Me in sixth grade, circa 1976
Every family has its own philosophy and tradition when it comes to Picture Day. As I walked my kids up to the school yesterday morning, we saw little girls with big curls and dresses and little boys in ties with slicked down hair. I've seen a lot of adorable photos of kids all gussied up thusly, but that's not how we do it. First of all, I'm just not that organized. But more important, I decided back when our oldest was in elementary school that I wanted my kids' photos to represent who they really were that year.
(Our son, Daniel, last year in third grade. I love this photo a) because you can tell he has lost patience with the photographer, and the look on his face slays me; and b) he's wearing his Zelda shirt.)

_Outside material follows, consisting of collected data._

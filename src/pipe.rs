//! Frame Pipe: bidirectional relay between two established endpoints
//! (spec.md §4.1)
//!
//! installed symmetrically; each direction forwards data frames only
//! while the peer is OPEN, translates close-code validity, and on a
//! transport error hard-destroys both sides, propagating an invalid
//! peer close code onto the far side first so it observes the identical
//! protocol violation (spec.md §7, §9 "ad-hoc mutation").

use tokio::io::{AsyncRead, AsyncWrite};
use tracing::{debug, warn};

use crate::connection::WsConnection;
use crate::errors::{ProtocolError, WsError};
use crate::frame::{OpCode, ReadFrame};

/// outcome of running a pipe to completion
#[derive(Debug, Clone, Copy, PartialEq, Eq)]
pub enum PipeOutcome {
    /// both sides exchanged a close frame and shut down cleanly
    ClosedCleanly,
    /// one side suffered a transport or protocol error
    ErroredOut,
}

/// relay frames between `a` and `b` until either side closes or errors
///
/// both connections must already be `Open` (spec.md §9: "Frame Pipes are
/// installed only on connecting → open"). Equivalent to
/// `run_with_internal_error_code(a, b, None)`.
pub async fn run<A, B>(a: &mut WsConnection<A>, b: &mut WsConnection<B>) -> PipeOutcome
where
    A: AsyncRead + AsyncWrite + Unpin,
    B: AsyncRead + AsyncWrite + Unpin,
{
    run_with_internal_error_code(a, b, None).await
}

/// same as `run`, but on an ordinary (non protocol-violation) transport
/// error the surviving side is given one best-effort close frame
/// carrying `internal_error_code` before being hard-destroyed, instead of
/// the bare hard-destroy spec.md §4.1 describes generically
///
/// the Pass-through handler (spec.md §4.4.1 step 4: "on any error on
/// downstream socket after upgrade, close upstream with code 1011")
/// passes `Some(1011)` here; plain relays pass `None`.
pub async fn run_with_internal_error_code<A, B>(a: &mut WsConnection<A>, b: &mut WsConnection<B>, internal_error_code: Option<u16>) -> PipeOutcome
where
    A: AsyncRead + AsyncWrite + Unpin,
    B: AsyncRead + AsyncWrite + Unpin,
{
    debug_assert!(a.is_open() && b.is_open());
    loop {
        tokio::select! {
            result = a.io_mut().receive() => {
                match result {
                    Ok(frame) => {
                        if frame.opcode() == OpCode::Close {
                            forward_close(&frame, a, b).await;
                            return PipeOutcome::ClosedCleanly;
                        }
                        forward_live_frame(&frame, a, b).await;
                    }
                    Err(err) => {
                        handle_transport_error(a, b, err, internal_error_code).await;
                        return PipeOutcome::ErroredOut;
                    }
                }
            }
            result = b.io_mut().receive() => {
                match result {
                    Ok(frame) => {
                        if frame.opcode() == OpCode::Close {
                            forward_close(&frame, b, a).await;
                            return PipeOutcome::ClosedCleanly;
                        }
                        forward_live_frame(&frame, b, a).await;
                    }
                    Err(err) => {
                        handle_transport_error(b, a, err, internal_error_code).await;
                        return PipeOutcome::ErroredOut;
                    }
                }
            }
        }
    }
}

/// forward a data or control (non-close) frame to `peer`, dropping it
/// silently if `peer` is not OPEN (spec.md §4.1). On a send failure the
/// spec's policy is to close the inbound `origin`, not the send target
/// (spec.md §4.1/§7: "the inbound socket is closed and the error is
/// logged").
async fn forward_live_frame<O, P>(frame: &ReadFrame, origin: &mut WsConnection<O>, peer: &mut WsConnection<P>)
where
    O: AsyncRead + AsyncWrite + Unpin,
    P: AsyncRead + AsyncWrite + Unpin,
{
    if !peer.is_open() {
        return;
    }
    let result = match frame.opcode() {
        OpCode::Text => {
            let text = std::str::from_utf8(frame.payload()).unwrap_or_default();
            peer.io_mut().send_text(text).await
        }
        OpCode::Binary => peer.io_mut().send_binary(frame.payload()).await,
        OpCode::Ping => peer.io_mut().send_ping(frame.payload()).await,
        OpCode::Pong => peer.io_mut().send_pong(frame.payload()).await,
        _ => Ok(()),
    };
    if let Err(err) = result {
        warn!(error = %err, "frame forward failed, closing inbound side");
        origin.hard_destroy().await;
    }
}

/// spec.md §4.1 bullet 3: forward a received close frame to `peer`,
/// falling back to a bare close if the forwarded write itself fails
async fn forward_close<O, P>(frame: &ReadFrame, origin: &mut WsConnection<O>, peer: &mut WsConnection<P>)
where
    O: AsyncRead + AsyncWrite + Unpin,
    P: AsyncRead + AsyncWrite + Unpin,
{
    origin.mark_closed();
    if !peer.is_open() {
        return;
    }
    let reason = std::str::from_utf8(frame.payload()).unwrap_or_default();
    let result = peer.io_mut().send_close(frame.close_code(), reason).await;
    if result.is_err() {
        let _ = peer.io_mut().send_close(None, "").await;
    }
    peer.mark_closed();
}

/// spec.md §4.1 bullet 4 / §7 "Peer protocol violation with invalid close
/// code": close `origin` outright; if the error was a peer-sent invalid
/// close code, synthesize that same code on `peer` before destroying it;
/// otherwise, destroy `peer` with no close frame, unless the caller asked
/// for a best-effort `internal_error_code` close on ordinary errors
/// (spec.md §4.4.1 step 4).
async fn handle_transport_error<O, P>(
    origin: &mut WsConnection<O>,
    peer: &mut WsConnection<P>,
    err: WsError,
    internal_error_code: Option<u16>,
) where
    O: AsyncRead + AsyncWrite + Unpin,
    P: AsyncRead + AsyncWrite + Unpin,
{
    debug!(error = %err, "transport error on pipe side, tearing down both ends");
    origin.hard_destroy().await;
    if let WsError::ProtocolError {
        error: ProtocolError::InvalidCloseCode(code),
        ..
    } = &err
    {
        if peer.is_open() {
            let _ = peer.io_mut().send_raw_close(*code).await;
        }
    } else if let Some(code) = internal_error_code {
        if peer.is_open() {
            let _ = peer.io_mut().send_close(Some(code), "Internal Error").await;
        }
    }
    peer.hard_destroy().await;
}
use colored::Colorize;
use objrest_common::{Diagnostic, DiagnosticCategory};

pub struct Reporter {
    color: bool,
}

impl Reporter {
    pub fn new(color: bool) -> Self {
        Reporter { color }
    }

    /// One line per diagnostic, each ending in a newline.
    pub fn render(&self, file: &str, diagnostics: &[Diagnostic]) -> String {
        let mut out = String::new();
        for diagnostic in diagnostics {
            out.push_str(&self.format_diagnostic(file, diagnostic));
            out.push('\n');
        }
        out
    }

    pub fn format_diagnostic(&self, file: &str, diagnostic: &Diagnostic) -> String {
        let file = if file.is_empty() { "<stdin>" } else { file };
        format!(
            "{} - {} {}: {}",
            self.format_file(file),
            self.format_category(diagnostic.category),
            self.format_code(diagnostic.code),
            diagnostic.message_text
        )
    }

    fn format_file(&self, file: &str) -> String {
        if self.color {
            file.cyan().to_string()
        } else {
            file.to_string()
        }
    }

    fn format_category(&self, category: DiagnosticCategory) -> String {
        let name = category.name();
        if !self.color {
            return name.to_string();
        }
        match category {
            DiagnosticCategory::Error => name.red().bold().to_string(),
            DiagnosticCategory::Warning => name.yellow().bold().to_string(),
            DiagnosticCategory::Message => name.blue().bold().to_string(),
        }
    }

    fn format_code(&self, code: u32) -> String {
        let code = format!("OR{code}");
        if self.color {
            code.bright_black().to_string()
        } else {
            code
        }
    }
}
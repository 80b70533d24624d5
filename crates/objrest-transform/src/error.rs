//! Errors raised by the object rest/spread pass.

use objrest_ast::NodeIndex;
use objrest_common::{Diagnostic, diagnostic_codes, diagnostic_messages};
use std::fmt;

#[derive(Debug, Clone, PartialEq)]
pub enum TransformError {
    /// `useBuiltIns` was present but not a boolean.
    InvalidOption { option: String, found: String },
    /// The plugin options value was not a JSON object.
    InvalidOptions { found: String },
    /// A rest element that is not the final entry of its object pattern.
    MisplacedRestElement { rest: NodeIndex },
    /// More than one rest element in a single object pattern.
    DuplicateRestElement { pattern: NodeIndex },
    /// The traversal worklist kept growing past the visit limit.
    DidNotConverge { visits: usize },
}

impl TransformError {
    pub fn code(&self) -> u32 {
        match self {
            TransformError::InvalidOption { .. } => diagnostic_codes::USE_BUILT_INS_MUST_BE_BOOLEAN,
            TransformError::InvalidOptions { .. } => {
                diagnostic_codes::PLUGIN_OPTIONS_MUST_BE_AN_OBJECT
            }
            TransformError::MisplacedRestElement { .. } => {
                diagnostic_codes::REST_ELEMENT_MUST_BE_LAST
            }
            TransformError::DuplicateRestElement { .. } => {
                diagnostic_codes::ONLY_ONE_REST_ELEMENT_PER_PATTERN
            }
            TransformError::DidNotConverge { .. } => diagnostic_codes::TRAVERSAL_DID_NOT_CONVERGE,
        }
    }

    /// Configuration errors are caused by the caller; everything else is a
    /// broken structural assumption about the input tree.
    pub fn is_config_error(&self) -> bool {
        matches!(
            self,
            TransformError::InvalidOption { .. } | TransformError::InvalidOptions { .. }
        )
    }

    pub fn to_diagnostic(&self) -> Diagnostic {
        match self {
            TransformError::InvalidOption { option, found } => Diagnostic::from_message(
                &diagnostic_messages::USE_BUILT_INS_MUST_BE_BOOLEAN,
                &[option.as_str(), found.as_str()],
            ),
            TransformError::InvalidOptions { found } => Diagnostic::from_message(
                &diagnostic_messages::PLUGIN_OPTIONS_MUST_BE_AN_OBJECT,
                &[found.as_str()],
            ),
            TransformError::MisplacedRestElement { rest } => Diagnostic::from_message(
                &diagnostic_messages::REST_ELEMENT_MUST_BE_LAST,
                &[rest.to_string().as_str()],
            ),
            TransformError::DuplicateRestElement { pattern } => Diagnostic::from_message(
                &diagnostic_messages::ONLY_ONE_REST_ELEMENT_PER_PATTERN,
                &[pattern.to_string().as_str()],
            ),
            TransformError::DidNotConverge { visits } => Diagnostic::from_message(
                &diagnostic_messages::TRAVERSAL_DID_NOT_CONVERGE,
                &[visits.to_string().as_str()],
            ),
        }
    }
}

impl fmt::Display for TransformError {
    fn fmt(&self, f: &mut fmt::Formatter<'_>) -> fmt::Result {
        write!(f, "{}", self.to_diagnostic().message_text)
    }
}

impl std::error::Error for TransformError {}
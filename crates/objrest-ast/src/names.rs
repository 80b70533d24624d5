//! Fresh binding names.
//!
//! Generated names follow the `_ref`, `_ref2`, `_ref3` scheme and never
//! collide with an identifier that already occurs anywhere in the arena or
//! with a name handed out earlier. Uniqueness is file-wide, which is stronger
//! than the per-scope guarantee callers need.

use crate::arena::NodeArena;
use crate::node::Node;
use objrest_common::limits::MAX_UNIQUE_NAME_ATTEMPTS;
use rustc_hash::{FxHashMap, FxHashSet};

#[derive(Debug, Default, Clone)]
pub struct UniqueNames {
    used: FxHashSet<String>,
    /// Next suffix to try per hint, so repeated requests stay linear.
    next_suffix: FxHashMap<String, u32>,
}

impl UniqueNames {
    pub fn new() -> Self {
        Self::default()
    }

    /// Seed with every identifier stored in `arena`.
    pub fn from_arena(arena: &NodeArena) -> Self {
        let mut names = Self::new();
        for (_, node) in arena.iter() {
            if let Node::Identifier { name } = node {
                names.reserve(name);
            }
        }
        names
    }

    /// Mark `name` as taken.
    pub fn reserve(&mut self, name: &str) {
        if !self.used.contains(name) {
            self.used.insert(name.to_string());
        }
    }

    pub fn is_used(&self, name: &str) -> bool {
        self.used.contains(name)
    }

    /// Generate a fresh name from `hint`: `_hint`, then `_hint2`, `_hint3`, ...
    pub fn generate(&mut self, hint: &str) -> String {
        let base = format!("_{}", hint.trim_start_matches('_'));
        let start = self.next_suffix.get(&base).copied().unwrap_or(1);
        let mut suffix = start;
        while suffix < start.saturating_add(MAX_UNIQUE_NAME_ATTEMPTS) {
            let candidate = if suffix == 1 {
                base.clone()
            } else {
                format!("{base}{suffix}")
            };
            suffix += 1;
            if !self.used.contains(&candidate) {
                self.next_suffix.insert(base, suffix);
                self.used.insert(candidate.clone());
                return candidate;
            }
        }
        // Unreachable in practice: a file would need a million `_hintN` names.
        let fallback = format!("{base}_{}", self.used.len());
        self.used.insert(fallback.clone());
        fallback
    }
}
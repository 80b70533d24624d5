use objrest_ast::{DeclarationKind, Node, NodeArena, NodeIndex, Printer};
use objrest_transform::keys::normalize_key;
use objrest_transform::object_rest::{collect_rest_sites, find_rest};
use objrest_transform::{
    Helper, HelperRegistry, ObjectRestSpread, ObjectRestSpreadOptions, TransformError,
};

fn declare(arena: &mut NodeArena, kind: DeclarationKind, id: NodeIndex, init: NodeIndex) -> NodeIndex {
    let declarator = arena.declarator(id, init);
    let decl = arena.var_declaration(kind, vec![declarator]);
    arena.program(vec![decl])
}

fn lower(arena: &mut NodeArena, root: NodeIndex) -> String {
    let mut pass = ObjectRestSpread::new(ObjectRestSpreadOptions::default(), HelperRegistry::new());
    pass.run(arena, root).expect("pass succeeds");
    Printer::print(arena, root)
}

/// `{ a, ...rest }`
fn a_and_rest(arena: &mut NodeArena) -> NodeIndex {
    let a = arena.shorthand("a");
    let rest = arena.rest_ident("rest");
    arena.object_pattern(vec![a, rest])
}

#[test]
fn test_rest_after_named_property() {
    let mut arena = NodeArena::new();
    let pattern = a_and_rest(&mut arena);
    let obj = arena.ident("obj");
    let root = declare(&mut arena, DeclarationKind::Const, pattern, obj);

    let mut pass = ObjectRestSpread::new(ObjectRestSpreadOptions::default(), HelperRegistry::new());
    pass.run(&mut arena, root).expect("pass succeeds");
    assert_eq!(
        Printer::print(&arena, root),
        "const a = obj.a;\nconst rest = _objectWithoutProperties(obj, [\"a\"]);\n"
    );
    let used: Vec<Helper> = pass.helpers().used().collect();
    assert_eq!(used, vec![Helper::ObjectWithoutProperties]);
}

#[test]
fn test_literal_source_is_bound_to_temporary() {
    let mut arena = NodeArena::new();
    let pattern = a_and_rest(&mut arena);
    let one = arena.number("1");
    let a = arena.property("a", one);
    let init = arena.object(vec![a]);
    let root = declare(&mut arena, DeclarationKind::Const, pattern, init);
    assert_eq!(
        lower(&mut arena, root),
        "const _ref = { a: 1 }, a = _ref.a;\nconst rest = _objectWithoutProperties(_ref, [\"a\"]);\n"
    );
}

#[test]
fn test_call_source_is_evaluated_once_for_lone_rest() {
    let mut arena = NodeArena::new();
    let rest = arena.rest_ident("rest");
    let pattern = arena.object_pattern(vec![rest]);
    let f = arena.ident("f");
    let init = arena.call(f, vec![]);
    let root = declare(&mut arena, DeclarationKind::Const, pattern, init);
    assert_eq!(
        lower(&mut arena, root),
        "const _ref = f();\nconst rest = _objectWithoutProperties(_ref, []);\n"
    );
}

#[test]
fn test_lone_rest_removes_original_declaration() {
    let mut arena = NodeArena::new();
    let rest = arena.rest_ident("rest");
    let pattern = arena.object_pattern(vec![rest]);
    let obj = arena.ident("obj");
    let root = declare(&mut arena, DeclarationKind::Const, pattern, obj);
    assert_eq!(
        lower(&mut arena, root),
        "const rest = _objectWithoutProperties(obj, []);\n"
    );
}

#[test]
fn test_nested_rest_uses_member_chain_source() {
    let mut arena = NodeArena::new();
    let y = arena.shorthand("y");
    let rest = arena.rest_ident("rest");
    let inner = arena.object_pattern(vec![y, rest]);
    let x = arena.property("x", inner);
    let pattern = arena.object_pattern(vec![x]);
    let obj = arena.ident("obj");
    let root = declare(&mut arena, DeclarationKind::Const, pattern, obj);
    assert_eq!(
        lower(&mut arena, root),
        "const y = obj.x.y;\nconst rest = _objectWithoutProperties(obj.x, [\"y\"]);\n"
    );
}

#[test]
fn test_outer_and_inner_rest_sites() {
    let mut arena = NodeArena::new();
    let a = arena.shorthand("a");
    let inner_rest = arena.rest_ident("inner");
    let inner = arena.object_pattern(vec![inner_rest]);
    let b = arena.property("b", inner);
    let rest = arena.rest_ident("rest");
    let pattern = arena.object_pattern(vec![a, b, rest]);
    let obj = arena.ident("obj");
    let root = declare(&mut arena, DeclarationKind::Const, pattern, obj);

    let sites = collect_rest_sites(&arena, pattern).expect("well-formed pattern");
    assert_eq!(sites.as_slice(), [pattern, inner]);

    assert_eq!(
        lower(&mut arena, root),
        "const a = obj.a;\n\
         const rest = _objectWithoutProperties(obj, [\"a\", \"b\"]), \
         inner = _objectWithoutProperties(obj.b, []);\n"
    );
}

#[test]
fn test_only_nested_rest_empties_outer_pattern() {
    let mut arena = NodeArena::new();
    let r = arena.rest_ident("r");
    let inner = arena.object_pattern(vec![r]);
    let x = arena.property("x", inner);
    let pattern = arena.object_pattern(vec![x]);
    let obj = arena.ident("obj");
    let root = declare(&mut arena, DeclarationKind::Let, pattern, obj);
    assert_eq!(
        lower(&mut arena, root),
        "let r = _objectWithoutProperties(obj.x, []);\n"
    );
}

#[test]
fn test_rest_behind_default_is_extracted_after_lowering() {
    let mut arena = NodeArena::new();
    let y = arena.shorthand("y");
    let r = arena.rest_ident("r");
    let inner = arena.object_pattern(vec![y, r]);
    let fallback = arena.object(vec![]);
    let defaulted = arena.assignment_pattern(inner, fallback);
    let x = arena.property("x", defaulted);
    let pattern = arena.object_pattern(vec![x]);
    let obj = arena.ident("obj");
    let root = declare(&mut arena, DeclarationKind::Const, pattern, obj);

    let sites = collect_rest_sites(&arena, pattern).expect("well-formed pattern");
    assert!(sites.is_empty());

    assert_eq!(
        lower(&mut arena, root),
        "const _ref = obj.x, _ref2 = _ref === void 0 ? {} : _ref, y = _ref2.y;\n\
         const r = _objectWithoutProperties(_ref2, [\"y\"]);\n"
    );
}

#[test]
fn test_rest_inside_array_element() {
    let mut arena = NodeArena::new();
    let a = arena.shorthand("a");
    let r = arena.rest_ident("r");
    let inner = arena.object_pattern(vec![a, r]);
    let array = arena.array_pattern(vec![NodeIndex::NONE, inner]);
    let x = arena.property("x", array);
    let pattern = arena.object_pattern(vec![x]);
    let obj = arena.ident("obj");
    let root = declare(&mut arena, DeclarationKind::Const, pattern, obj);
    assert_eq!(
        lower(&mut arena, root),
        "const _ref = obj.x, a = _ref[1].a;\n\
         const r = _objectWithoutProperties(obj.x[1], [\"a\"]);\n"
    );
}

#[test]
fn test_computed_key_is_excluded_by_value() {
    let mut arena = NodeArena::new();
    let k = arena.ident("k");
    let v = arena.ident("v");
    let computed = arena.computed_property(k, v);
    let rest = arena.rest_ident("rest");
    let pattern = arena.object_pattern(vec![computed, rest]);
    let obj = arena.ident("obj");
    let root = declare(&mut arena, DeclarationKind::Const, pattern, obj);
    assert_eq!(
        lower(&mut arena, root),
        "const v = obj[k];\nconst rest = _objectWithoutProperties(obj, [k]);\n"
    );
}

#[test]
fn test_literal_keys_are_excluded_as_strings() {
    let mut arena = NodeArena::new();
    let key_one = arena.number("1");
    let one = arena.ident("one");
    let numeric = arena.keyed_property(key_one, one);
    let key_bc = arena.string_literal("b-c");
    let bc = arena.ident("bc");
    let string = arena.keyed_property(key_bc, bc);
    let rest = arena.rest_ident("rest");
    let pattern = arena.object_pattern(vec![numeric, string, rest]);
    let obj = arena.ident("obj");
    let root = declare(&mut arena, DeclarationKind::Var, pattern, obj);
    assert_eq!(
        lower(&mut arena, root),
        "var one = obj[1], bc = obj[\"b-c\"];\n\
         var rest = _objectWithoutProperties(obj, [\"1\", \"b-c\"]);\n"
    );
}

#[test]
fn test_numeric_keys_are_excluded_by_property_name() {
    for (raw, expected) in [
        ("1.50", "1.5"),
        ("0x10", "16"),
        ("0b101", "5"),
        ("1e3", "1000"),
        ("1e21", "1e+21"),
        ("1e-7", "1e-7"),
        (".5", "0.5"),
        ("010", "8"),
        ("019", "19"),
        ("1_000", "1000"),
    ] {
        let mut arena = NodeArena::new();
        let key = arena.number(raw);
        let value = arena.ident("v");
        let property = arena.keyed_property(key, value);
        let normalized = normalize_key(&mut arena, property);
        assert_eq!(
            arena.get(normalized),
            Some(&Node::StringLiteral {
                value: expected.to_string()
            }),
            "{raw}"
        );
    }
}

#[test]
fn test_declaration_kind_is_preserved() {
    let mut arena = NodeArena::new();
    let pattern = a_and_rest(&mut arena);
    let obj = arena.ident("obj");
    let root = declare(&mut arena, DeclarationKind::Let, pattern, obj);
    assert_eq!(
        lower(&mut arena, root),
        "let a = obj.a;\nlet rest = _objectWithoutProperties(obj, [\"a\"]);\n"
    );
}

#[test]
fn test_misplaced_rest_is_rejected() {
    let mut arena = NodeArena::new();
    let rest = arena.rest_ident("rest");
    let a = arena.shorthand("a");
    let pattern = arena.object_pattern(vec![rest, a]);
    let obj = arena.ident("obj");
    let root = declare(&mut arena, DeclarationKind::Const, pattern, obj);

    assert!(matches!(
        find_rest(&arena, pattern),
        Err(TransformError::MisplacedRestElement { rest: found }) if found == rest
    ));
    let mut pass = ObjectRestSpread::new(ObjectRestSpreadOptions::default(), HelperRegistry::new());
    let err = pass.run(&mut arena, root).expect_err("misplaced rest");
    assert_eq!(err.code(), 9101);
    assert!(!err.is_config_error());
}

#[test]
fn test_duplicate_rest_is_rejected() {
    let mut arena = NodeArena::new();
    let first = arena.rest_ident("first");
    let second = arena.rest_ident("second");
    let pattern = arena.object_pattern(vec![first, second]);
    let obj = arena.ident("obj");
    let root = declare(&mut arena, DeclarationKind::Const, pattern, obj);

    let mut pass = ObjectRestSpread::new(ObjectRestSpreadOptions::default(), HelperRegistry::new());
    let err = pass.run(&mut arena, root).expect_err("duplicate rest");
    assert!(matches!(err, TransformError::DuplicateRestElement { pattern: found } if found == pattern));
    assert_eq!(err.code(), 9102);
}

#[test]
fn test_second_run_is_a_no_op() {
    let mut arena = NodeArena::new();
    let pattern = a_and_rest(&mut arena);
    let f = arena.ident("f");
    let init = arena.call(f, vec![]);
    let root = declare(&mut arena, DeclarationKind::Const, pattern, init);
    let first = lower(&mut arena, root);

    let mut pass = ObjectRestSpread::new(ObjectRestSpreadOptions::default(), HelperRegistry::new());
    let stats = pass.run(&mut arena, root).expect("pass succeeds");
    assert_eq!(stats.rewrites, 0);
    assert_eq!(Printer::print(&arena, root), first);
    assert!(pass.helpers().is_empty());
}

(I have no idea who this kid is. I just found her photo via Google. But I feel bad for her.)
Now, I usually am on the ball enough to make sure the kids have had a recent haircut and are wearing something clean. But as far as dressing up, I've gone from minimal dress-up--encouraging a polo shirt or turtleneck--to just letting them choose their favorite (non-holey, clean) shirt. That way, when I look back through a photo album in years to come, their images will reflect reality.
I've come to the same position when it comes to my online presence. Back in 2007, when I started blogging, I was a lot more cautious about the image I thought I was projecting. Did I look successful? Composed? Smart, interesting, creative? I crafted my posts pretty self-consciously, with an eye toward projecting a certain image.
But over the course of the last six years, I've seen that what I respond to in others' posts is authenticity. Honesty. Plain speaking. The heart-to-heart. I've realized that when people confess their faults, I almost always love them more, not less. And I can't be the only one, so I've chosen to be more secure about letting my own weaknesses show--at least a bit. No one likes an over-sharer, after all. But no more gussying up online. It's just me these days. And that feels fine. It's still nice when the image is flattering, but it's easier to connect with a little bit of reality, don't you think?